Exercise has to do with redistributing body weight from fat to muscle, which is difficult enough. The only way that exercise commonly affects weight is by water loss from sweat. And the overwhelming majority of the posts in this thread are actually concerned with converting body fat, not reducing body weight. Muscular development requires a great deal of discipline. But it's a different kind of discipline from going hungry, which is how body weight is lost.
The problem is that only extremely
large amounts of exercise or many hours of heavy physical labor to burn enough calories to make a difference. The numbers just don't add up, and the simplistic thinking is to imagine the numbers don't matter. The only practical way for the vast majority of people to make exercise burn enough calories to make a difference is to first restrict caloric intake.
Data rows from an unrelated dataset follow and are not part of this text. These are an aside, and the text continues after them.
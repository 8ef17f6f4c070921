use std::collections::BTreeSet;

use formats::{GroupPayload, LayerMetadata};
use foundation::{Generation, LayerUrl, Version};
use layers::{Layer, Palette};

use crate::{ApprovalState, Catalog, CatalogMode, VersionGroup};

/// What a catalog build had to leave out.
#[derive(Debug, Default, Clone, PartialEq, Eq)]
pub struct BuildReport {
    pub duplicate_versions: Vec<Version>,
    pub duplicate_layers: Vec<LayerUrl>,
    /// Groups beyond the first in snapshot mode.
    pub dropped_groups: usize,
}

impl BuildReport {
    pub fn is_clean(&self) -> bool {
        self.duplicate_versions.is_empty()
            && self.duplicate_layers.is_empty()
            && self.dropped_groups == 0
    }
}

impl Catalog {
    pub fn build(
        generation: Generation,
        mode: CatalogMode,
        payloads: &[GroupPayload],
    ) -> (Catalog, BuildReport) {
        Self::build_with_palette(generation, mode, payloads, Palette::standard())
    }

    /// Build a catalog in one pass over the API response.
    ///
    /// Never fails: missing metadata falls back to defaults
    /// (`description = name`, empty legend). Layer URLs are unique across the
    /// whole catalog; the first occurrence wins.
    pub fn build_with_palette(
        generation: Generation,
        mode: CatalogMode,
        payloads: &[GroupPayload],
        palette: Palette,
    ) -> (Catalog, BuildReport) {
        let mut report = BuildReport::default();
        let mut catalog = Catalog::empty(generation, mode);
        let mut seen_urls: BTreeSet<LayerUrl> = BTreeSet::new();

        for payload in payloads {
            let version = Version::new(payload.version.clone());
            if catalog.group(&version).is_some() {
                report.duplicate_versions.push(version);
                continue;
            }
            if mode == CatalogMode::Snapshot && !catalog.groups.is_empty() {
                report.dropped_groups += 1;
                continue;
            }

            let metadata = payload.metadata.as_ref();
            let mut group = VersionGroup::new(version.clone());
            if let Some(aoi) = metadata.and_then(|m| m.aoi.as_deref()) {
                group.name = aoi.to_string();
            }
            group.uploaded_at = metadata.and_then(|m| m.uploaded_at.clone());
            group.metadata_url = payload.metadata_url.clone();
            if mode == CatalogMode::Pending {
                group.approval = Some(ApprovalState::Pending);
            }

            for (index, layer_ref) in payload.layers.iter().enumerate() {
                let url = LayerUrl::new(layer_ref.url.clone());
                if !seen_urls.insert(url.clone()) {
                    report.duplicate_layers.push(url);
                    continue;
                }

                let layer_meta: Option<&LayerMetadata> = metadata
                    .and_then(|m| m.layers.get(index))
                    .and_then(|m| m.as_ref());
                let description = layer_meta
                    .and_then(|m| m.description.clone())
                    .unwrap_or_else(|| layer_ref.name.clone());
                let legend = layer_meta.map(|m| m.legend.clone()).unwrap_or_default();
                let style = palette.style_for(index, legend.len());

                group.layers.push(
                    Layer::new(url, version.clone(), layer_ref.name.clone())
                        .with_description(description)
                        .with_legend(legend)
                        .with_style(style),
                );
            }

            catalog.groups.push(group);
        }

        catalog.palette = palette;
        (catalog, report)
    }
}
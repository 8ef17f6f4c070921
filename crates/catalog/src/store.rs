//! Layer store operations over the catalog.
//!
//! Layers are addressed by URL across all groups. Iteration order is group
//! insertion order, then layer insertion order, and only changes when the
//! catalog is rebuilt.

use foundation::{LayerUrl, Version};
use layers::{DrawableId, Layer};

use crate::{Catalog, CatalogError, VersionGroup};

impl VersionGroup {
    /// Existing layer, or a fresh hidden one appended to this group.
    ///
    /// Callers must make sure the URL is not owned by another group; see
    /// `Catalog::get_or_create`.
    fn get_or_create(&mut self, url: LayerUrl, palette: &layers::Palette) -> &mut Layer {
        match self.layers.iter().position(|l| l.url() == &url) {
            Some(i) => &mut self.layers[i],
            None => {
                let style = palette.style_for(self.layers.len(), 0);
                let name = url.to_string();
                self.layers
                    .push(Layer::new(url, self.version.clone(), name).with_style(style));
                let last = self.layers.len() - 1;
                &mut self.layers[last]
            }
        }
    }
}

impl Catalog {
    /// Return the layer for `url` wherever it lives, or insert a fresh one
    /// (no data, hidden) into the group `version`.
    pub fn get_or_create(
        &mut self,
        version: &Version,
        url: LayerUrl,
    ) -> Result<&mut Layer, CatalogError> {
        if let Some(owner) = self.owner_index(&url) {
            let group = &mut self.groups[owner];
            return group
                .layer_mut(&url)
                .ok_or(CatalogError::UnknownLayer(url));
        }
        let palette = self.palette.clone();
        let group = self
            .group_mut(version)
            .ok_or_else(|| CatalogError::UnknownVersion(version.clone()))?;
        Ok(group.get_or_create(url, &palette))
    }

    pub fn layer(&self, url: &LayerUrl) -> Option<&Layer> {
        self.groups.iter().find_map(|g| g.layer(url))
    }

    pub fn layer_mut(&mut self, url: &LayerUrl) -> Option<&mut Layer> {
        self.groups.iter_mut().find_map(|g| g.layer_mut(url))
    }

    /// Pure state mutation; rendering reacts separately. Returns whether the
    /// flag changed.
    pub fn set_visibility(&mut self, url: &LayerUrl, visible: bool) -> Result<bool, CatalogError> {
        let layer = self
            .layer_mut(url)
            .ok_or_else(|| CatalogError::UnknownLayer(url.clone()))?;
        Ok(layer.set_visible(visible))
    }

    /// Every layer, group-then-layer order.
    pub fn select_all(&self) -> impl Iterator<Item = &Layer> {
        self.groups.iter().flat_map(|g| g.layers.iter())
    }

    pub fn select_all_mut(&mut self) -> impl Iterator<Item = &mut Layer> {
        self.groups.iter_mut().flat_map(|g| g.layers.iter_mut())
    }

    pub fn visible_layers(&self) -> impl Iterator<Item = &Layer> {
        self.select_all().filter(|l| l.visible())
    }

    pub fn urls(&self) -> Vec<LayerUrl> {
        self.select_all().map(|l| l.url().clone()).collect()
    }

    /// Every drawable created for any layer of this catalog.
    pub fn drawables(&self) -> Vec<DrawableId> {
        self.select_all()
            .filter_map(|l| l.rendered())
            .flat_map(|h| h.drawables())
            .collect()
    }

    fn owner_index(&self, url: &LayerUrl) -> Option<usize> {
        self.groups.iter().position(|g| g.layer(url).is_some())
    }
}
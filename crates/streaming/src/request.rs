/// Identifies one network fetch of a layer's point data.
///
/// Small and copyable so it can tag log lines and in-flight markers; joined
/// callers see the request id of the fetch they joined.
#[derive(Debug, Copy, Clone, PartialEq, Eq, PartialOrd, Ord, Hash)]
pub struct Request(pub u64);

impl std::fmt::Display for Request {
    fn fmt(&self, f: &mut std::fmt::Formatter<'_>) -> std::fmt::Result {
        write!(f, "req#{}", self.0)
    }
}
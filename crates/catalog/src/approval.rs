use foundation::Version;
use serde::Serialize;

use crate::{Catalog, CatalogError, CatalogMode};

/// Workflow state of a pending version group.
///
/// `Approved` and `Failed` are terminal; failures are not retried.
#[derive(Debug, Copy, Clone, PartialEq, Eq, Serialize)]
#[serde(tag = "state", rename_all = "snake_case")]
pub enum ApprovalState {
    Pending,
    Submitting,
    Approved,
    Failed { status: u16 },
}

impl ApprovalState {
    pub fn is_terminal(&self) -> bool {
        matches!(self, ApprovalState::Approved | ApprovalState::Failed { .. })
    }

    pub fn label(&self) -> &'static str {
        match self {
            ApprovalState::Pending => "pending",
            ApprovalState::Submitting => "submitting",
            ApprovalState::Approved => "approved",
            ApprovalState::Failed { .. } => "failed",
        }
    }
}

impl Catalog {
    pub fn approval(&self, version: &Version) -> Option<ApprovalState> {
        self.group(version).and_then(|g| g.approval())
    }

    /// Move a pending group to `Submitting`.
    pub fn begin_approval(&mut self, version: &Version) -> Result<(), CatalogError> {
        let state = self.approval_slot(version)?;
        match *state {
            ApprovalState::Pending => {
                *state = ApprovalState::Submitting;
                Ok(())
            }
            ApprovalState::Submitting => Err(CatalogError::ApprovalInFlight(version.clone())),
            ApprovalState::Approved | ApprovalState::Failed { .. } => {
                Err(CatalogError::ApprovalClosed(version.clone()))
            }
        }
    }

    /// Record the API's answer to a submitted approval.
    pub fn finish_approval(
        &mut self,
        version: &Version,
        ok: bool,
        status: u16,
    ) -> Result<ApprovalState, CatalogError> {
        let state = self.approval_slot(version)?;
        if *state != ApprovalState::Submitting {
            return Err(CatalogError::ApprovalNotStarted(version.clone()));
        }
        *state = if ok {
            ApprovalState::Approved
        } else {
            ApprovalState::Failed { status }
        };
        Ok(*state)
    }

    fn approval_slot(&mut self, version: &Version) -> Result<&mut ApprovalState, CatalogError> {
        if self.mode != CatalogMode::Pending {
            return Err(CatalogError::NotPending);
        }
        let group = self
            .group_mut(version)
            .ok_or_else(|| CatalogError::UnknownVersion(version.clone()))?;
        Ok(group.approval.get_or_insert(ApprovalState::Pending))
    }
}

#[cfg(test)]
mod tests {
    use formats::GroupPayload;
    use foundation::{Generation, Version};

    use crate::{ApprovalState, Catalog, CatalogError, CatalogMode};

    fn pending() -> Catalog {
        let payload = GroupPayload {
            version: "v1".to_string(),
            layers: Vec::new(),
            metadata_url: None,
            metadata: None,
        };
        Catalog::build(Generation(1), CatalogMode::Pending, &[payload]).0
    }

    #[test]
    fn approval_success_is_terminal() {
        let mut c = pending();
        let v = Version::from("v1");
        c.begin_approval(&v).unwrap();
        assert_eq!(c.approval(&v), Some(ApprovalState::Submitting));
        assert_eq!(
            c.begin_approval(&v),
            Err(CatalogError::ApprovalInFlight(v.clone()))
        );
        assert_eq!(c.finish_approval(&v, true, 200), Ok(ApprovalState::Approved));
        assert_eq!(c.begin_approval(&v), Err(CatalogError::ApprovalClosed(v.clone())));
    }

    #[test]
    fn failed_approval_is_not_retried() {
        let mut c = pending();
        let v = Version::from("v1");
        c.begin_approval(&v).unwrap();
        assert_eq!(
            c.finish_approval(&v, false, 409),
            Ok(ApprovalState::Failed { status: 409 })
        );
        assert!(c.approval(&v).unwrap().is_terminal());
        assert_eq!(c.begin_approval(&v), Err(CatalogError::ApprovalClosed(v)));
    }

    #[test]
    fn finish_without_begin_is_rejected() {
        let mut c = pending();
        let v = Version::from("v1");
        assert_eq!(
            c.finish_approval(&v, true, 200),
            Err(CatalogError::ApprovalNotStarted(v))
        );
    }

    #[test]
    fn only_pending_catalogs_approve() {
        let mut c = Catalog::empty(Generation(1), CatalogMode::Approved);
        assert_eq!(
            c.begin_approval(&Version::from("v1")),
            Err(CatalogError::NotPending)
        );
        let mut c = pending();
        assert_eq!(
            c.begin_approval(&Version::from("v2")),
            Err(CatalogError::UnknownVersion(Version::from("v2")))
        );
    }
}
//! The map widget seen as an opaque drawable surface.

use std::collections::BTreeMap;

use foundation::GeoBounds;
use layers::{DrawableId, Gradient, VisiblePoint};
use serde::Serialize;

/// Presentation of one heatmap drawable.
#[derive(Debug, Clone, PartialEq, Serialize)]
pub struct HeatmapSpec {
    pub gradient: Gradient,
    pub opacity: f64,
    pub max_intensity: f64,
}

/// Map viewport: center `(lat, lng)` and zoom, or a fitted region.
#[derive(Debug, Copy, Clone, PartialEq, Serialize)]
#[serde(tag = "kind", rename_all = "snake_case")]
pub enum Viewport {
    Center { latitude: f64, longitude: f64, zoom: f64 },
    Fitted { bounds: [f64; 4] },
}

/// Shared display surface.
///
/// `attach`, `detach` and `remove` must tolerate redundant calls and unknown
/// ids; several completions may race to update the same layer.
pub trait DisplaySurface {
    fn create(&mut self, spec: &HeatmapSpec) -> DrawableId;
    /// Replace the drawable's points in place.
    fn set_data(&mut self, id: DrawableId, points: &[VisiblePoint]);
    fn attach(&mut self, id: DrawableId);
    fn detach(&mut self, id: DrawableId);
    fn is_attached(&self, id: DrawableId) -> bool;
    fn remove(&mut self, id: DrawableId);
    fn set_view(&mut self, latitude: f64, longitude: f64, zoom: f64);
    fn fit_bounds(&mut self, bounds: GeoBounds);
}

#[derive(Debug, Clone, PartialEq)]
pub enum SurfaceCommand {
    Create(DrawableId),
    SetData { id: DrawableId, points: usize },
    Attach(DrawableId),
    Detach(DrawableId),
    Remove(DrawableId),
    SetView(Viewport),
}

#[derive(Debug, Clone, PartialEq)]
pub struct RecordedDrawable {
    pub spec: HeatmapSpec,
    pub points: Vec<VisiblePoint>,
    pub attached: bool,
}

/// Headless surface that keeps every drawable and logs state-changing calls.
#[derive(Debug, Default)]
pub struct RecordingSurface {
    next_id: u64,
    drawables: BTreeMap<DrawableId, RecordedDrawable>,
    commands: Vec<SurfaceCommand>,
    viewport: Option<Viewport>,
}

impl RecordingSurface {
    pub fn new() -> Self {
        Self::default()
    }

    pub fn drawable(&self, id: DrawableId) -> Option<&RecordedDrawable> {
        self.drawables.get(&id)
    }

    pub fn drawables(&self) -> impl Iterator<Item = (DrawableId, &RecordedDrawable)> {
        self.drawables.iter().map(|(id, d)| (*id, d))
    }

    /// Live (not removed) drawables.
    pub fn drawable_count(&self) -> usize {
        self.drawables.len()
    }

    pub fn attached_count(&self) -> usize {
        self.drawables.values().filter(|d| d.attached).count()
    }

    /// Every drawable ever created, including removed ones.
    pub fn created_count(&self) -> usize {
        self.next_id as usize
    }

    pub fn commands(&self) -> &[SurfaceCommand] {
        &self.commands
    }

    pub fn viewport(&self) -> Option<Viewport> {
        self.viewport
    }

    pub fn fitted(&self) -> Option<[f64; 4]> {
        match self.viewport {
            Some(Viewport::Fitted { bounds }) => Some(bounds),
            _ => None,
        }
    }
}

impl DisplaySurface for RecordingSurface {
    fn create(&mut self, spec: &HeatmapSpec) -> DrawableId {
        let id = DrawableId(self.next_id);
        self.next_id += 1;
        self.drawables.insert(
            id,
            RecordedDrawable {
                spec: spec.clone(),
                points: Vec::new(),
                attached: false,
            },
        );
        self.commands.push(SurfaceCommand::Create(id));
        id
    }

    fn set_data(&mut self, id: DrawableId, points: &[VisiblePoint]) {
        if let Some(d) = self.drawables.get_mut(&id) {
            d.points = points.to_vec();
            self.commands.push(SurfaceCommand::SetData {
                id,
                points: points.len(),
            });
        }
    }

    fn attach(&mut self, id: DrawableId) {
        if let Some(d) = self.drawables.get_mut(&id) {
            if !d.attached {
                d.attached = true;
                self.commands.push(SurfaceCommand::Attach(id));
            }
        }
    }

    fn detach(&mut self, id: DrawableId) {
        if let Some(d) = self.drawables.get_mut(&id) {
            if d.attached {
                d.attached = false;
                self.commands.push(SurfaceCommand::Detach(id));
            }
        }
    }

    fn is_attached(&self, id: DrawableId) -> bool {
        self.drawables.get(&id).is_some_and(|d| d.attached)
    }

    fn remove(&mut self, id: DrawableId) {
        if self.drawables.remove(&id).is_some() {
            self.commands.push(SurfaceCommand::Remove(id));
        }
    }

    fn set_view(&mut self, latitude: f64, longitude: f64, zoom: f64) {
        let view = Viewport::Center {
            latitude,
            longitude,
            zoom,
        };
        self.viewport = Some(view);
        self.commands.push(SurfaceCommand::SetView(view));
    }

    fn fit_bounds(&mut self, bounds: GeoBounds) {
        let view = Viewport::Fitted {
            bounds: bounds.to_wsen(),
        };
        self.viewport = Some(view);
        self.commands.push(SurfaceCommand::SetView(view));
    }
}
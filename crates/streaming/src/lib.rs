pub mod api;
pub mod cache;
pub mod memory;
pub mod pipeline;
pub mod request;

pub use api::*;
pub use cache::*;
pub use memory::*;
pub use pipeline::*;
pub use request::*;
The post above correctly states this in a different form. It also correctly states that the restriction should be rather small. The reason is that large caloric restrictions for more than a day or two does cause undesired effects, such as loss of muscle instead of fat. The post however doesn't state that the healthful weight loss regimen is 1.) rather slow, making the discipline much harder to maintain for no visible results, and 2.) can be accompanied by changes in the BMR. Which brings us back in one sense to the possible role of intestinal bacteria. There's also a role played by roughage but I don't know much about that.